The UN's two-year budget is roughly $5.5 billion, and the total US contribution to the UN is more than any other nation. Haley's statement did not mention how or if the US contribution will be altered.
Stephane Dujarric, a spokesman for Guterres, said the UN is "currently studying the impact of the newly adopted budget numbers on the UN operations. We expect to have a statement out later today."
A US official told CNN that the UN's administrative and budget committee "agreed on a range of issues related to the UN's regular budget, peacekeeping budget, oversight and management matters and reform initiatives."
Among the points of agreement, the official said, included cuts with a "focus on bloated management and support functions and rationalizing services," and adjusting budget levels for Darfur and Haiti. Earlier in the year, the UN reduced its peacekeeping role in Darfur, which caused concern among some human rights activists.
The US official said the agreement secured funding for political missions in Libya, Yemen, Colombia, Afghanistan, Iraq and elsewhere, as well as creating a special envoy for Myanmar. US Secretary of State Rex Tillerson last month said actions by Myanmar's government against the Asian nation's Rohingya Muslim minority amounted to "ethnic cleansing."

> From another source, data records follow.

#[cfg(test)]
mod tests {
    use super::*;
    use crate::protocol::{read_record, DISPLAY_MESSAGE_SIZE};
    use crate::types::ResolvedObservation;
    use std::collections::VecDeque;
    use std::sync::atomic::{AtomicU32, Ordering};
    use std::sync::Arc;
    use tokio::io::DuplexStream;
    use tokio::sync::mpsc;

    /// Connector whose outcomes are scripted; accepted peers are handed to
    /// the test through a channel.
    struct ScriptedConnector {
        outcomes: Arc<std::sync::Mutex<VecDeque<bool>>>,
        peers: mpsc::UnboundedSender<DuplexStream>,
        calls: Arc<AtomicU32>,
    }

    #[async_trait]
    impl Connector for ScriptedConnector {
        type Stream = DuplexStream;

        async fn connect(&mut self) -> io::Result<DuplexStream> {
            self.calls.fetch_add(1, Ordering::SeqCst);
            let accept = self
                .outcomes
                .lock()
                .map(|mut o| o.pop_front().unwrap_or(false))
                .unwrap_or(false);
            if !accept {
                return Err(io::ErrorKind::ConnectionRefused.into());
            }
            let (client, server) = tokio::io::duplex(1024);
            let _ = self.peers.send(server);
            Ok(client)
        }

        fn endpoint(&self) -> String {
            "scripted".to_string()
        }
    }

    struct Harness {
        link: DisplayLink<ScriptedConnector>,
        outcomes: Arc<std::sync::Mutex<VecDeque<bool>>>,
        peers: mpsc::UnboundedReceiver<DuplexStream>,
        calls: Arc<AtomicU32>,
    }

    impl Harness {
        fn new() -> Self {
            let outcomes = Arc::new(std::sync::Mutex::new(VecDeque::new()));
            let calls = Arc::new(AtomicU32::new(0));
            let (tx, rx) = mpsc::unbounded_channel();
            let connector = ScriptedConnector {
                outcomes: Arc::clone(&outcomes),
                peers: tx,
                calls: Arc::clone(&calls),
            };
            let policy = RetryPolicy {
                max_attempts: 5,
                delay: Duration::from_millis(1),
            };
            Self {
                link: DisplayLink::new(connector, policy),
                outcomes,
                peers: rx,
                calls,
            }
        }

        fn script(&self, outcomes: &[bool]) {
            self.outcomes.lock().expect("script lock").extend(outcomes.iter().copied());
        }
    }

    fn report() -> DisplayMessage {
        DisplayMessage::TowerReport(ResolvedObservation {
            country_code: 250,
            operator_code: 1,
            cell_id: 1000,
            signal_level: -70,
            latitude: 0.0,
            longitude: 0.0,
        })
    }

    async fn drain(mut peer: DuplexStream) -> Vec<DisplayMessage> {
        let mut messages = Vec::new();
        while let Some(record) = read_record::<_, DISPLAY_MESSAGE_SIZE>(&mut peer).await.expect("read") {
            messages.push(DisplayMessage::decode(&record).expect("decode"));
        }
        messages
    }

    #[tokio::test]
    async fn test_broken_pipe_resends_exactly_once() {
        let mut h = Harness::new();
        h.script(&[true]);
        h.link.connect().await.expect("initial connect");
        let first_peer = h.peers.recv().await.expect("first peer");

        // Display goes away; attempts 1 and 2 fail, attempt 3 succeeds.
        drop(first_peer);
        h.script(&[false, false, true]);

        let delivery = h.link.send(&report()).await.expect("delivered");
        assert_eq!(delivery, Delivery::Resent { attempts: 3 });
        assert_eq!(h.link.state(), LinkState::Connected);
        assert_eq!(h.calls.load(Ordering::SeqCst), 4);

        let second_peer = h.peers.recv().await.expect("second peer");
        h.link.close();
        let received = drain(second_peer).await;
        assert_eq!(received, vec![report()]);

        let stats = h.link.stats();
        assert_eq!(stats.records_resent, 1);
        assert_eq!(stats.reconnections, 1);
        assert_eq!(stats.records_dropped, 0);
    }

    #[tokio::test]
    async fn test_exhaustion_drops_record_then_recovers() {
        let mut h = Harness::new();
        h.script(&[true]);
        h.link.connect().await.expect("initial connect");
        drop(h.peers.recv().await);

        h.script(&[false; 5]);
        let err = h.link.send(&report()).await.expect_err("exhausted");
        assert!(matches!(err, LinkError::Exhausted { attempts: 5 }));
        assert_eq!(h.link.state(), LinkState::Disconnected);
        assert_eq!(h.link.stats().records_dropped, 1);

        // A later record starts a new cycle from attempt 1.
        h.script(&[true]);
        let delivery = h.link.send(&DisplayMessage::EndOfBatch).await.expect("recovered");
        assert_eq!(delivery, Delivery::Resent { attempts: 1 });
        let peer = h.peers.recv().await.expect("peer");
        h.link.close();
        assert_eq!(drain(peer).await, vec![DisplayMessage::EndOfBatch]);
    }

    #[tokio::test]
    async fn test_initial_connect_is_bounded() {
        let mut h = Harness::new();
        h.script(&[false; 5]);
        assert!(matches!(
            h.link.connect().await,
            Err(LinkError::Exhausted { attempts: 5 })
        ));
        assert_eq!(h.calls.load(Ordering::SeqCst), 5);
    }

    #[tokio::test]
    async fn test_healthy_link_sends_in_order() {
        let mut h = Harness::new();
        h.script(&[true]);
        h.link.connect().await.expect("connect");
        let peer = h.peers.recv().await.expect("peer");

        assert_eq!(h.link.send(&report()).await.expect("send"), Delivery::Sent);
        assert_eq!(h.link.send(&DisplayMessage::EndOfBatch).await.expect("send"), Delivery::Sent);
        h.link.close();
        assert_eq!(drain(peer).await, vec![report(), DisplayMessage::EndOfBatch]);
        assert_eq!(h.link.stats().records_sent, 2);
    }

    #[tokio::test]
    async fn test_unix_socket_broken_pipe_is_recoverable() {
        let dir = tempfile::tempdir().expect("tempdir");
        let path = dir.path().join("display.sock");
        let listener = tokio::net::UnixListener::bind(&path).expect("bind");

        let mut link = DisplayLink::new(
            UnixConnector::new(&path),
            RetryPolicy {
                max_attempts: 3,
                delay: Duration::from_millis(5),
            },
        );
        link.connect().await.expect("connect");
        let (first, _) = listener.accept().await.expect("accept");
        drop(first);

        let accept_again = tokio::spawn(async move {
            let (mut second, _) = listener.accept().await.expect("accept again");
            read_record::<_, DISPLAY_MESSAGE_SIZE>(&mut second).await.expect("read")
        });

        // The first write may land in the socket buffer before the peer
        // close is observed; keep sending until the link reconnects.
        let mut delivery = link.send(&report()).await.expect("send");
        for _ in 0..10 {
            if matches!(delivery, Delivery::Resent { .. }) {
                break;
            }
            tokio::time::sleep(Duration::from_millis(10)).await;
            delivery = link.send(&report()).await.expect("send");
        }
        assert!(matches!(delivery, Delivery::Resent { .. }));

        let record = accept_again.await.expect("join").expect("record");
        assert_eq!(DisplayMessage::decode(&record), Ok(report()));
    }
}
//! Cell tower identities, observations and resolved coordinates

use serde::{Deserialize, Serialize};
use std::fmt;

/// Maximum number of towers one modem poll can report (serving + 6 neighbours).
pub const MAX_TOWERS_PER_BATCH: usize = 7;

/// Value a SIM800-class modem reports for a field it does not know.
pub const UNKNOWN_FIELD: u32 = 0xFFFF;

/// Lookup key of a tower: (country code, operator code, cell id)
#[derive(Debug, Clone, Copy, PartialEq, Eq, Hash, Serialize, Deserialize)]
pub struct TowerKey {
    pub country_code: u16,
    pub operator_code: u16,
    pub cell_id: u32,
}

impl TowerKey {
    pub fn new(country_code: u16, operator_code: u16, cell_id: u32) -> Self {
        Self {
            country_code,
            operator_code,
            cell_id,
        }
    }
}

impl fmt::Display for TowerKey {
    fn fmt(&self, f: &mut fmt::Formatter<'_>) -> fmt::Result {
        write!(
            f,
            "MCC={} MNC={} CID={}",
            self.country_code, self.operator_code, self.cell_id
        )
    }
}

/// One tower signal reading parsed from a modem response line.
#[derive(Debug, Clone, Copy, Default, PartialEq, Eq, Serialize, Deserialize)]
pub struct TowerObservation {
    /// Mobile country code (MCC)
    pub country_code: u16,
    /// Mobile network code (MNC)
    pub operator_code: u16,
    /// Cell id (CID)
    pub cell_id: u32,
    /// Location area code (LAC), when the line reported one
    #[serde(default)]
    pub region_code: Option<u16>,
    /// Receive level as reported by the modem (rxl)
    pub signal_level: i32,
}

impl TowerObservation {
    pub fn key(&self) -> TowerKey {
        TowerKey::new(self.country_code, self.operator_code, self.cell_id)
    }
}

/// Bounded batch of observations from a single poll cycle.
///
/// Storage is inline with an explicit length so the batch maps one-to-one
/// onto the fixed-size batch announcement on the wire.
#[derive(Debug, Clone, Copy, Default, PartialEq, Eq)]
pub struct ObservationBatch {
    towers: [TowerObservation; MAX_TOWERS_PER_BATCH],
    len: usize,
}

impl ObservationBatch {
    pub fn new() -> Self {
        Self::default()
    }

    /// Append an observation. Hands it back when the batch is already full.
    pub fn push(&mut self, observation: TowerObservation) -> Result<(), TowerObservation> {
        if self.is_full() {
            return Err(observation);
        }
        self.towers[self.len] = observation;
        self.len += 1;
        Ok(())
    }

    pub fn len(&self) -> usize {
        self.len
    }

    pub fn is_empty(&self) -> bool {
        self.len == 0
    }

    pub fn is_full(&self) -> bool {
        self.len == MAX_TOWERS_PER_BATCH
    }

    pub fn as_slice(&self) -> &[TowerObservation] {
        &self.towers[..self.len]
    }

    pub fn iter(&self) -> std::slice::Iter<'_, TowerObservation> {
        self.as_slice().iter()
    }
}

impl<'a> IntoIterator for &'a ObservationBatch {
    type Item = &'a TowerObservation;
    type IntoIter = std::slice::Iter<'a, TowerObservation>;

    fn into_iter(self) -> Self::IntoIter {
        self.iter()
    }
}

/// Tower coordinates as held by the tower database
#[derive(Debug, Clone, Copy, PartialEq, Serialize, Deserialize)]
pub struct TowerRecord {
    pub country_code: u16,
    pub operator_code: u16,
    pub cell_id: u32,
    pub latitude: f64,
    pub longitude: f64,
}

impl TowerRecord {
    pub fn key(&self) -> TowerKey {
        TowerKey::new(self.country_code, self.operator_code, self.cell_id)
    }

    pub fn matches(&self, key: TowerKey) -> bool {
        self.country_code == key.country_code
            && self.operator_code == key.operator_code
            && self.cell_id == key.cell_id
    }
}

/// An observation paired with its tower coordinates.
///
/// `latitude == longitude == 0.0` means the tower was not in the database.
#[derive(Debug, Clone, Copy, Default, PartialEq, Serialize, Deserialize)]
pub struct ResolvedObservation {
    pub country_code: u16,
    pub operator_code: u16,
    pub cell_id: u32,
    pub signal_level: i32,
    pub latitude: f64,
    pub longitude: f64,
}

impl ResolvedObservation {
    /// Resolve an observation against an optional database hit.
    pub fn resolve(observation: &TowerObservation, record: Option<&TowerRecord>) -> Self {
        let (latitude, longitude) = record.map_or((0.0, 0.0), |r| (r.latitude, r.longitude));
        Self {
            country_code: observation.country_code,
            operator_code: observation.operator_code,
            cell_id: observation.cell_id,
            signal_level: observation.signal_level,
            latitude,
            longitude,
        }
    }

    pub fn key(&self) -> TowerKey {
        TowerKey::new(self.country_code, self.operator_code, self.cell_id)
    }

    /// True when the coordinates are the "no database match" sentinel.
    pub fn is_unresolved(&self) -> bool {
        self.latitude == 0.0 && self.longitude == 0.0
    }

    /// A zero signal level marks an empty accumulation slot, not a reading.
    pub fn has_signal(&self) -> bool {
        self.signal_level != 0
    }
}
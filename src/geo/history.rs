//! Bounded most-recent-first location history

use std::collections::VecDeque;

use crate::types::LocationEstimate;

/// Estimates kept by the Display.
pub const HISTORY_CAPACITY: usize = 10;

/// Last ten estimates, newest at index 0.
#[derive(Debug, Clone)]
pub struct LocationHistory {
    entries: VecDeque<LocationEstimate>,
}

impl Default for LocationHistory {
    fn default() -> Self {
        Self::new()
    }
}

impl LocationHistory {
    pub fn new() -> Self {
        Self {
            entries: VecDeque::with_capacity(HISTORY_CAPACITY),
        }
    }

    /// Insert at the front, evicting the oldest entry past capacity.
    pub fn record(&mut self, estimate: LocationEstimate) {
        self.entries.push_front(estimate);
        self.entries.truncate(HISTORY_CAPACITY);
    }

    pub fn snapshot(&self) -> Vec<LocationEstimate> {
        self.entries.iter().copied().collect()
    }

    pub fn latest(&self) -> Option<&LocationEstimate> {
        self.entries.front()
    }

    pub fn len(&self) -> usize {
        self.entries.len()
    }

    pub fn is_empty(&self) -> bool {
        self.entries.is_empty()
    }

    /// Entries worth showing, with their 1-based position. (0, 0) entries
    /// are stored but never reported.
    pub fn reportable(&self) -> impl Iterator<Item = (usize, &LocationEstimate)> {
        self.entries
            .iter()
            .enumerate()
            .filter(|(_, e)| !e.is_origin())
            .map(|(i, e)| (i + 1, e))
    }
}
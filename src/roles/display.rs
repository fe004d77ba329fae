//! Display role
//!
//! Accepts the Router, accumulates tower reports in a seven-slot ring and,
//! on each end-of-batch marker, estimates the device position, records it
//! in the location history, prints a report and appends to the location log.

use std::path::PathBuf;

use anyhow::{Context, Result};
use chrono::Utc;
use tokio::io::AsyncRead;
use tokio::net::UnixListener;
use tokio::sync::mpsc;
use tokio_util::sync::CancellationToken;
use tracing::{debug, error, info, warn};

use crate::geo::{trilaterate, EstimateError, LocationHistory, PathLossModel};
use crate::location_log::{LocationLog, LogEntry};
use crate::protocol::{read_record, DisplayMessage, DISPLAY_MESSAGE_SIZE};
use crate::roles::{bind_fresh, SocketGuard};
use crate::types::{LocationEstimate, ResolvedObservation, MAX_TOWERS_PER_BATCH};

/// Display startup parameters
#[derive(Debug, Clone)]
pub struct DisplaySettings {
    pub listen_path: PathBuf,
    pub location_log: Option<PathBuf>,
    pub model: PathLossModel,
}

// ============================================================================
// Batch accumulation
// ============================================================================

/// Seven slots written in arrival order, wrapping around.
#[derive(Debug, Clone, Default)]
pub struct BatchAccumulator {
    slots: [ResolvedObservation; MAX_TOWERS_PER_BATCH],
    next: usize,
}

impl BatchAccumulator {
    pub fn new() -> Self {
        Self::default()
    }

    /// Store at the current ring position; returns the slot used.
    pub fn push(&mut self, tower: ResolvedObservation) -> usize {
        let slot = self.next;
        self.slots[slot] = tower;
        self.next = (self.next + 1) % MAX_TOWERS_PER_BATCH;
        slot
    }

    pub fn slots(&self) -> &[ResolvedObservation] {
        &self.slots
    }

    /// Slots holding a reading, with 1-based slot numbers.
    pub fn occupied(&self) -> impl Iterator<Item = (usize, &ResolvedObservation)> {
        self.slots
            .iter()
            .enumerate()
            .filter(|(_, t)| t.has_signal())
            .map(|(i, t)| (i + 1, t))
    }

    pub fn next_slot(&self) -> usize {
        self.next
    }

    /// Zero every slot and rewind to slot 0.
    pub fn clear(&mut self) {
        *self = Self::default();
    }
}

/// What one completed batch produced
#[derive(Debug, Clone, PartialEq)]
pub struct BatchReport {
    /// Occupied slots (1-based) at end of batch
    pub towers: Vec<(usize, ResolvedObservation)>,
    pub estimate: Result<LocationEstimate, EstimateError>,
    /// History after this batch, newest first
    pub history: Vec<LocationEstimate>,
}

// ============================================================================
// Display state
// ============================================================================

/// State that outlives a single Router connection.
pub struct DisplayState {
    history: LocationHistory,
    model: PathLossModel,
    log: Option<LocationLog>,
    batches: u64,
    estimates: u64,
}

impl DisplayState {
    pub fn new(model: PathLossModel) -> Self {
        Self {
            history: LocationHistory::new(),
            model,
            log: None,
            batches: 0,
            estimates: 0,
        }
    }

    pub fn with_log(mut self, log: LocationLog) -> Self {
        self.log = Some(log);
        self
    }

    pub fn history(&self) -> &LocationHistory {
        &self.history
    }

    /// Close out a batch: estimate, record, report, log.
    pub async fn finish_batch(&mut self, accumulator: &BatchAccumulator) -> BatchReport {
        self.batches += 1;
        let towers: Vec<(usize, ResolvedObservation)> =
            accumulator.occupied().map(|(slot, t)| (slot, *t)).collect();

        let estimate = trilaterate(accumulator.slots(), &self.model);
        match &estimate {
            Ok(location) => {
                self.estimates += 1;
                self.history.record(*location);
                info!(
                    latitude = location.latitude,
                    longitude = location.longitude,
                    towers = towers.len(),
                    "[Display] Location estimated"
                );
            }
            Err(e) => warn!(towers = towers.len(), reason = %e, "[Display] No location for batch"),
        }

        let report = BatchReport {
            towers,
            estimate,
            history: self.history.snapshot(),
        };
        print_report(&report, &self.history);
        self.append_log(&report).await;
        report
    }

    async fn append_log(&mut self, report: &BatchReport) {
        let Some(log) = self.log.as_mut() else {
            return;
        };
        let timestamp = Utc::now();
        let mut entries: Vec<LogEntry> = report
            .towers
            .iter()
            .map(|(slot, tower)| LogEntry::Tower {
                timestamp,
                slot: *slot,
                tower: *tower,
            })
            .collect();
        entries.push(match &report.estimate {
            Ok(location) => LogEntry::Estimate {
                timestamp,
                location: *location,
            },
            Err(e) => LogEntry::NoEstimate {
                timestamp,
                reason: e.to_string(),
            },
        });

        if let Err(e) = log.append(&entries).await {
            error!(path = %log.path().display(), error = %e, "[Display] Failed to write location log");
        }
    }
}

fn print_report(report: &BatchReport, history: &LocationHistory) {
    println!("\nBatch complete, towers:");
    for (slot, t) in &report.towers {
        println!(
            "Tower {slot}: MCC={}, MNC={}, CID={}, level={}, LAT={:.6}, LONG={:.6}",
            t.country_code, t.operator_code, t.cell_id, t.signal_level, t.latitude, t.longitude
        );
    }
    match &report.estimate {
        Ok(location) => println!("\nEstimated device location: {location}"),
        Err(e) => println!("\nNo location estimate: {e}"),
    }
    println!("\nLocation history:");
    for (n, location) in history.reportable() {
        println!("Location {n}: {location}");
    }
}

// ============================================================================
// Server loop
// ============================================================================

pub struct DisplayServer {
    listener: UnixListener,
    state: DisplayState,
    reports: Option<mpsc::UnboundedSender<BatchReport>>,
}

impl DisplayServer {
    pub fn new(listener: UnixListener, state: DisplayState) -> Self {
        Self {
            listener,
            state,
            reports: None,
        }
    }

    /// Also publish every batch report on a channel.
    pub fn with_reports(mut self, tx: mpsc::UnboundedSender<BatchReport>) -> Self {
        self.reports = Some(tx);
        self
    }

    pub fn state(&self) -> &DisplayState {
        &self.state
    }

    /// Sequential accept loop; one Router at a time.
    pub async fn run(&mut self, cancel: &CancellationToken) -> Result<()> {
        loop {
            let accepted = tokio::select! {
                _ = cancel.cancelled() => {
                    info!(
                        batches = self.state.batches,
                        estimates = self.state.estimates,
                        "[Display] Shutdown signal received"
                    );
                    return Ok(());
                }
                accepted = self.listener.accept() => accepted,
            };

            let (mut stream, _) = match accepted {
                Ok(conn) => conn,
                Err(e) => {
                    warn!(error = %e, "[Display] Accept failed");
                    continue;
                }
            };
            info!("[Display] Router connected");

            match self.serve_connection(&mut stream, cancel).await {
                Ok(()) => info!("[Display] Router closed the connection"),
                Err(e) => warn!(error = %e, "[Display] Connection ended with error"),
            }
        }
    }

    /// Handle one Router connection. The slot ring starts empty for every
    /// connection; history carries over.
    pub async fn serve_connection<R>(&mut self, stream: &mut R, cancel: &CancellationToken) -> std::io::Result<()>
    where
        R: AsyncRead + Unpin,
    {
        let mut accumulator = BatchAccumulator::new();

        loop {
            let record = tokio::select! {
                _ = cancel.cancelled() => return Ok(()),
                record = read_record::<_, DISPLAY_MESSAGE_SIZE>(stream) => record?,
            };
            let Some(record) = record else {
                return Ok(());
            };

            match DisplayMessage::decode(&record) {
                Ok(DisplayMessage::TowerReport(tower)) => {
                    let slot = accumulator.push(tower);
                    println!(
                        "Tower received: MCC={}, MNC={}, CID={}, level={}, LAT={:.6}, LONG={:.6}",
                        tower.country_code,
                        tower.operator_code,
                        tower.cell_id,
                        tower.signal_level,
                        tower.latitude,
                        tower.longitude
                    );
                    debug!(slot, tower = %tower.key(), "[Display] Tower stored");
                }
                Ok(DisplayMessage::EndOfBatch) => {
                    let report = self.state.finish_batch(&accumulator).await;
                    accumulator.clear();
                    if let Some(tx) = &self.reports {
                        let _ = tx.send(report);
                    }
                }
                Err(e) => warn!(error = %e, "[Display] Ignoring record"),
            }
        }
    }
}

/// Bind the Display socket and serve until cancelled.
pub async fn run(settings: DisplaySettings, cancel: CancellationToken) -> Result<()> {
    let mut state = DisplayState::new(settings.model);
    if let Some(path) = &settings.location_log {
        let log = LocationLog::open(path)
            .await
            .with_context(|| format!("Failed to open location log {}", path.display()))?;
        info!(path = %path.display(), "[Display] Appending results to location log");
        state = state.with_log(log);
    }

    let listener = bind_fresh(&settings.listen_path)?;
    let _guard = SocketGuard::new(&settings.listen_path);
    info!(socket = %settings.listen_path.display(), "[Display] Listening for Router");

    DisplayServer::new(listener, state).run(&cancel).await
}
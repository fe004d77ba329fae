//! Shared data structures for the cell-tower geolocation pipeline
//!
//! - Reader: `TowerObservation`, `ObservationBatch`
//! - Router: `TowerRecord`, `ResolvedObservation`
//! - Display: `LocationEstimate`

mod location;
mod tower;

pub use location::*;
pub use tower::*;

Haley's Christmas Eve announcement on cuts to the UN budget for 2018-2019 came days after the US exercised its first veto in years at the UN Security Council. Every other member of the body, including US allies, voted in favor of a proposal affirming international opposition to recognizing Jerusalem as Israel's capital, days after President Donald Trump did so and declared the US would one day move its embassy from Tel Aviv to the contested holy city.
The UN General Assembly went on to vote on the same issue, passing a non-binding resolution disapproving of the Trump administration's decision.
Ahead of the general assembly vote, Haley announced the US was "taking names" of those voting against the US, and afterward, she held a party where the only countries invited were nations that did not support the resolution on Jerusalem.
Trump praised Haley's actions before he left the White House for Christmas.
"Let them vote against us. We'll save a lot. We don't care," Trump said.
Trump campaigned in part on a pledge to reduce US commitments abroad, and Haley entered her post questioning the value of the US' funding of the UN.
Earlier this year, Haley cheered cuts to the UN's peacekeeping budget, and Sunday's announcement on further reductions to the UN's overall budget included a vow by the ambassador for the "America First" administration to seek further reductions for the UN budget.
"You can be sure we'll continue to look at ways to increase the UN's efficiency while protecting our interests," Haley said Sunday.